For the six Dunboyne club players in the Meath panel last year, 2020 proved to be very memorable as they preceded their All-Ireland success with the club’s first Meath Senior title, to add to their 2017 All-Ireland Intermediate club crown.

For Duggan and Vikki Wall, the celebrations continued as the clubmates were both nominated for the Intermediate Players Player of the Year award, the winner of which will be revealed on TG4 next Saturday night when the 2020 Teams of the Championship are also revealed.

Emma Duggan (right) and her Dunboyne clubmates Vikki Wall (11) and Fiona O’Neill (far left), parade around Croke Park ahead of the 2019 TG4 All-Ireland Ladies All-Ireland IFC final with Megan Thynne; Bridgetta Lynch and Kelsey Nesbitt. Photo: Stephen McCarthy/Sportsfile

“It is a massive honour. It came as a big surprise. You are finished reflecting on 2020 and then Player of the Year nomination comes out. I’ll be completely honest, I definitely did not expect to see my name there.

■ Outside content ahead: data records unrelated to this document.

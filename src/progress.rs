//! Per-task progress lines on stderr

use crate::error::FencError;
use crate::task::Task;
use std::io::{self, Write};

/// Prints `<input> -> <output> ... done` lines, padded into columns.
///
/// Write errors are ignored: progress output must never fail a task.
pub struct Progress {
    out: Option<Box<dyn Write>>,
    input_width: usize,
    output_width: usize,
}

impl Progress {
    /// Progress on stderr, or nothing at all when `enabled` is false.
    pub fn stderr(tasks: &[Task], enabled: bool) -> Self {
        let out: Option<Box<dyn Write>> = if enabled {
            Some(Box::new(io::stderr()))
        } else {
            None
        };
        Self::new(tasks, out)
    }

    pub fn new(tasks: &[Task], out: Option<Box<dyn Write>>) -> Self {
        let input_width = tasks
            .iter()
            .map(|t| t.input.display().to_string().chars().count())
            .max()
            .unwrap_or(0);
        let output_width = tasks
            .iter()
            .map(|t| t.output.display_name().chars().count())
            .max()
            .unwrap_or(0);
        Self {
            out,
            input_width,
            output_width,
        }
    }

    pub fn is_enabled(&self) -> bool {
        self.out.is_some()
    }

    pub fn start(&mut self, task: &Task) {
        if let Some(out) = self.out.as_mut() {
            let _ = write!(
                out,
                "{:<iw$} -> {:<ow$} ... ",
                task.input.display().to_string(),
                task.output.display_name(),
                iw = self.input_width,
                ow = self.output_width,
            );
            let _ = out.flush();
        }
    }

    pub fn finish(&mut self, result: Result<(), &FencError>) {
        if let Some(out) = self.out.as_mut() {
            let _ = match result {
                Ok(()) => writeln!(out, "done"),
                Err(err) => writeln!(out, "FAILED\n    {}", describe(err)),
            };
        }
    }
}

/// The error message followed by its chain of causes.
pub fn describe(err: &FencError) -> String {
    let mut text = err.to_string();
    let mut source = std::error::Error::source(err);
    while let Some(cause) = source {
        text.push_str(": ");
        text.push_str(&cause.to_string());
        source = cause.source();
    }
    text
}

#[cfg(test)]
mod tests {
    use super::*;
    use crate::error::{ErrorCategory, ErrorKind};
    use crate::task::{Action, Output};
    use std::cell::RefCell;
    use std::path::PathBuf;
    use std::rc::Rc;

    #[derive(Clone, Default)]
    struct Shared(Rc<RefCell<Vec<u8>>>);

    impl Write for Shared {
        fn write(&mut self, buf: &[u8]) -> io::Result<usize> {
            self.0.borrow_mut().extend_from_slice(buf);
            Ok(buf.len())
        }
        fn flush(&mut self) -> io::Result<()> {
            Ok(())
        }
    }

    fn task(input: &str, output: &str) -> Task {
        Task {
            action: Action::Encrypt,
            input: PathBuf::from(input),
            output: Output::File(PathBuf::from(output)),
            remove_input: true,
        }
    }

    #[test]
    fn test_columns_and_status() {
        let tasks = vec![task("a", "a.fenc"), task("longer", "longer.fenc")];
        let buf = Shared::default();
        let mut progress = Progress::new(&tasks, Some(Box::new(buf.clone())));

        progress.start(&tasks[0]);
        progress.finish(Ok(()));
        progress.start(&tasks[1]);
        let err = FencError::with_kind(ErrorCategory::User, ErrorKind::Io, "broken")
            .with_context("failed to encrypt longer");
        progress.finish(Err(&err));

        let text = String::from_utf8(buf.0.borrow().clone()).unwrap();
        assert_eq!(
            text,
            "a      -> a.fenc      ... done\n\
             longer -> longer.fenc ... FAILED\n    failed to encrypt longer: broken\n"
        );
    }

    #[test]
    fn test_disabled_prints_nothing() {
        let tasks = vec![task("a", "a.fenc")];
        let mut progress = Progress::new(&tasks, None);
        progress.start(&tasks[0]);
        progress.finish(Ok(()));
    }
}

“I knew there would be a couple of Meath players there because the team was outstanding this year and there was a lot of standout players, but I didn’t expect to see my name there. It is a massive honour, especially when you have been voted in by the players that you’ve played against all year.

“It was massive and to be there alongside Vikki as well was special. But if you had told me 12 months ago that I’d end 2020 with an All-Ireland medal, I’d have taken your hand off for that. Anything after that, individual awards are just the cherry on top.”